Programmierbarkeit von sozialer Intelligenz
Man tut dem Film einen Gefallen damit, die künstliche Intelligenz Chappies abseits tatsächlicher Diskussionen über den Realismusgrad ihrer Ausprägung zu sehen und Chappie somit einfach als Metapher auf das künstliche Leben an sich zu sehen, für das ja schon Frankenstein vor 200 Jahren stand. Das künstliche Leben ist hier aber kein Ungeheuer, sondern es lernt tatsächlich ebenso zu handeln wie der Mensch. Es handelt moralisch und gewissenhaft, jedenfalls den Vorstellungen seines sozialen Umfeldes entsprechend. Also auch kritische Selbstreflexion des eigenen Handelns ist nur eine Frage der Rechenleistung. Die meisten Darstellungen von künstlicher Intelligenz gehen in eine andere Richtung, der nach das Übermaß künstlicher Intelligenz zu grenzenlosem, computerhaftem Utilitarismus gereicht, der nicht selten in imperialistischen Vernichtungsfeldzügen gipfelt. Aber utilitaristisch ist Chappie gerade nicht, er handelt ja aus emotionalen Gründen des Zusammengehörigkeitsgefühls auf Seiten der Schwachen. Auch wenn das viele, auch zurecht, für eine kinderfilmartige Kitschigkeit halten, ist diese Annahme, die Fähigkeit sozialer Intelligenz sei programmierbar, doch ein interessanter, auch wenn scheinbar naiver Gedanke.
Verhoevene Liebesmüh
„Chappie“ ist natürlich kein guter Film.
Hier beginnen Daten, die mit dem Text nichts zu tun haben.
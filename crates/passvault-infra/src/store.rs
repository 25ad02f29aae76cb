//! Opening a ready-to-use credential store on disk.
//!
//! Ties the key file, the AES-256-GCM cipher and the SQLite repository into a
//! single [`SqliteCredentialService`], with the schema guaranteed to exist.

use std::path::{Path, PathBuf};
use std::time::Duration;

use passvault_core::service::credential::CredentialService;
use passvault_types::error::CredentialError;
use thiserror::Error;

use crate::crypto::key_file::KeyFile;
use crate::crypto::vault::{VaultCrypto, VaultError};
use crate::sqlite::credential::SqliteCredentialRepository;
use crate::sqlite::pool::DatabasePool;

/// The concrete credential service used by the binary.
pub type SqliteCredentialService = CredentialService<SqliteCredentialRepository, VaultCrypto>;

/// Errors raised while opening the store. Nothing here carries key bytes.
#[derive(Debug, Error)]
pub enum StoreError {
    #[error(transparent)]
    Key(#[from] VaultError),

    #[error("failed to open database {path}: {source}")]
    Database {
        path: PathBuf,
        #[source]
        source: sqlx::Error,
    },

    #[error(transparent)]
    Schema(#[from] CredentialError),
}

/// Load (or create) the key, open the database and ensure the schema.
pub async fn open_store(
    database_file: &Path,
    key_file: &KeyFile,
    busy_timeout: Duration,
) -> Result<SqliteCredentialService, StoreError> {
    let cipher = VaultCrypto::from_key_file(key_file)?;

    let pool = DatabasePool::open(database_file, busy_timeout)
        .await
        .map_err(|source| StoreError::Database {
            path: database_file.to_path_buf(),
            source,
        })?;

    let service = CredentialService::new(SqliteCredentialRepository::new(pool), cipher);
    service.ensure_schema().await?;

    tracing::debug!(
        database = %database_file.display(),
        key_file = %key_file.path().display(),
        "credential store ready"
    );
    Ok(service)
}

#[cfg(test)]
mod tests {
    use super::*;
    use passvault_types::credential::CredentialKey;
    use passvault_types::secret::{DecryptFailure, UNREADABLE_SENTINEL};
    use tempfile::TempDir;

    struct Fixture {
        dir: TempDir,
    }

    impl Fixture {
        fn new() -> Self {
            Self {
                dir: TempDir::new().unwrap(),
            }
        }

        fn db(&self) -> PathBuf {
            self.dir.path().join("passvault.db")
        }

        fn key_file(&self, name: &str) -> KeyFile {
            KeyFile::new(self.dir.path().join(name))
        }

        async fn open(&self) -> SqliteCredentialService {
            open_store(&self.db(), &self.key_file("passvault.key"), Duration::from_secs(5))
                .await
                .unwrap()
        }

        async fn open_with_key(&self, name: &str) -> SqliteCredentialService {
            open_store(&self.db(), &self.key_file(name), Duration::from_secs(5))
                .await
                .unwrap()
        }
    }

    fn key(username: &str, service: &str) -> CredentialKey {
        CredentialKey::new(username, service).unwrap()
    }

    #[tokio::test]
    async fn test_open_creates_key_and_database() {
        let fx = Fixture::new();
        let store = fx.open().await;

        assert!(fx.db().exists());
        assert!(fx.key_file("passvault.key").exists());
        assert_eq!(store.count().await.unwrap(), 0);
    }

    #[tokio::test]
    async fn test_save_and_find_across_lookups() {
        let fx = Fixture::new();
        let store = fx.open().await;

        store.upsert(&key("ivan", "gmail"), "pass1").await.unwrap();
        store.upsert(&key("ivan", "yahoo"), "pass2").await.unwrap();
        store.upsert(&key("olga", "gmail"), "pass3").await.unwrap();

        let found = store.get(&key("ivan", "gmail")).await.unwrap().unwrap();
        assert_eq!(found.expose(), "pass1");

        let by_user = store.find_by_username("ivan").await.unwrap();
        let services: Vec<(&str, Option<&str>)> = by_user
            .iter()
            .map(|s| (s.service.as_str(), s.secret.plaintext()))
            .collect();
        assert_eq!(services, vec![("gmail", Some("pass1")), ("yahoo", Some("pass2"))]);

        let by_service = store.find_by_service("gmail").await.unwrap();
        let users: Vec<&str> = by_service.iter().map(|u| u.username.as_str()).collect();
        assert_eq!(users, vec!["ivan", "olga"]);
    }

    #[tokio::test]
    async fn test_data_survives_reopen() {
        let fx = Fixture::new();
        {
            let store = fx.open().await;
            store.upsert(&key("ivan", "gmail"), "persisted").await.unwrap();
        }

        let store = fx.open().await;
        let found = store.get(&key("ivan", "gmail")).await.unwrap().unwrap();
        assert_eq!(found.expose(), "persisted");
    }

    #[tokio::test]
    async fn test_upsert_keeps_one_row_per_pair() {
        let fx = Fixture::new();
        let store = fx.open().await;

        store.upsert(&key("ivan", "gmail"), "old").await.unwrap();
        store.upsert(&key("ivan", "gmail"), "new").await.unwrap();

        assert_eq!(store.count().await.unwrap(), 1);
        let found = store.get(&key("ivan", "gmail")).await.unwrap().unwrap();
        assert_eq!(found.expose(), "new");
    }

    #[tokio::test]
    async fn test_row_under_foreign_key_is_isolated_in_scans() {
        let fx = Fixture::new();

        let foreign = fx.open_with_key("other.key").await;
        foreign.upsert(&key("ivan", "aol"), "foreign").await.unwrap();
        drop(foreign);

        let store = fx.open().await;
        store.upsert(&key("ivan", "gmail"), "mine").await.unwrap();

        let rows = store.find_by_username("ivan").await.unwrap();
        assert_eq!(rows.len(), 2);
        assert_eq!(rows[0].service, "aol");
        assert!(!rows[0].secret.is_readable());
        assert_eq!(rows[0].secret.expose_or_sentinel(), UNREADABLE_SENTINEL);
        assert_eq!(rows[1].secret.plaintext(), Some("mine"));

        let all = store.list_all().await.unwrap();
        assert_eq!(all.len(), 2);
        assert_eq!(all.iter().filter(|r| r.secret.is_readable()).count(), 1);
    }

    #[tokio::test]
    async fn test_service_scan_isolates_row_under_foreign_key() {
        let fx = Fixture::new();

        let foreign = fx.open_with_key("other.key").await;
        foreign.upsert(&key("bob", "gmail"), "foreign").await.unwrap();
        drop(foreign);

        let store = fx.open().await;
        store.upsert(&key("zed", "gmail"), "z").await.unwrap();
        store.upsert(&key("amy", "gmail"), "").await.unwrap();

        let rows = store.find_by_service("gmail").await.unwrap();
        let summary: Vec<(&str, bool, Option<&str>)> = rows
            .iter()
            .map(|r| (r.username.as_str(), r.secret.is_readable(), r.secret.plaintext()))
            .collect();
        assert_eq!(
            summary,
            vec![
                ("amy", true, Some("")),
                ("bob", false, None),
                ("zed", true, Some("z")),
            ]
        );
        assert_eq!(rows[1].secret.expose_or_sentinel(), UNREADABLE_SENTINEL);
    }

    #[tokio::test]
    async fn test_point_lookup_distinguishes_missing_from_corrupt() {
        let fx = Fixture::new();

        let foreign = fx.open_with_key("other.key").await;
        foreign.upsert(&key("ivan", "aol"), "foreign").await.unwrap();
        drop(foreign);

        let store = fx.open().await;
        assert!(store.get(&key("ivan", "nowhere")).await.unwrap().is_none());

        let err = store.get(&key("ivan", "aol")).await.unwrap_err();
        assert!(matches!(
            err,
            CredentialError::Decryption(DecryptFailure::KeyMismatch)
        ));
    }

    #[tokio::test]
    async fn test_corrupt_key_file_fails_to_open() {
        let fx = Fixture::new();
        std::fs::write(fx.dir.path().join("passvault.key"), b"short").unwrap();

        let result = open_store(
            &fx.db(),
            &fx.key_file("passvault.key"),
            Duration::from_secs(5),
        )
        .await;
        assert!(matches!(result, Err(StoreError::Key(_))));
    }

    #[tokio::test]
    async fn test_concurrent_writers_on_same_pair() {
        let fx = Fixture::new();
        let store = std::sync::Arc::new(fx.open().await);

        let tasks: Vec<_> = (0..8)
            .map(|i| {
                let store = store.clone();
                tokio::spawn(async move {
                    store
                        .upsert(&key("ivan", "gmail"), &format!("pw-{i}"))
                        .await
                        .unwrap();
                })
            })
            .collect();
        for task in tasks {
            task.await.unwrap();
        }

        assert_eq!(store.count().await.unwrap(), 1);
        let found = store.get(&key("ivan", "gmail")).await.unwrap().unwrap();
        assert!(found.expose().starts_with("pw-"));
    }
}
Dazu ist die diegetische Welt ein zu unausgegorener Sumpf an Logiklöchern und eine effektive Brechung ins Satirische findet hier viel zu wenig statt. Auch wenn der Film immer wieder gerne zeigt, wie sehr er Paul Verhoevens Mega-Klassiker „RoboCop“ doch verehrt. Man sieht es allein schon am Kampfroboter des Oberbösewichts Vincent Moore, der den ebenso bösen Kampfrobotern in „RoboCop“ roboteranatomisch verdächtig ähnlich sieht. Man sieht es auch am Humor des Films, der zwar nicht annähernd so schwarz und genial-karikierend wie beim Original ausfällt, doch aber einiges rettet. Denn so ganz ernstgenommen kann doch kein Film sein, der — und das haben die Zuschauer der deutschen Synchronfassung vielleicht gar nicht gemerkt — von einem Roboter handelt, der südafrikanischen White-Trash-Ghetto-Slang spricht.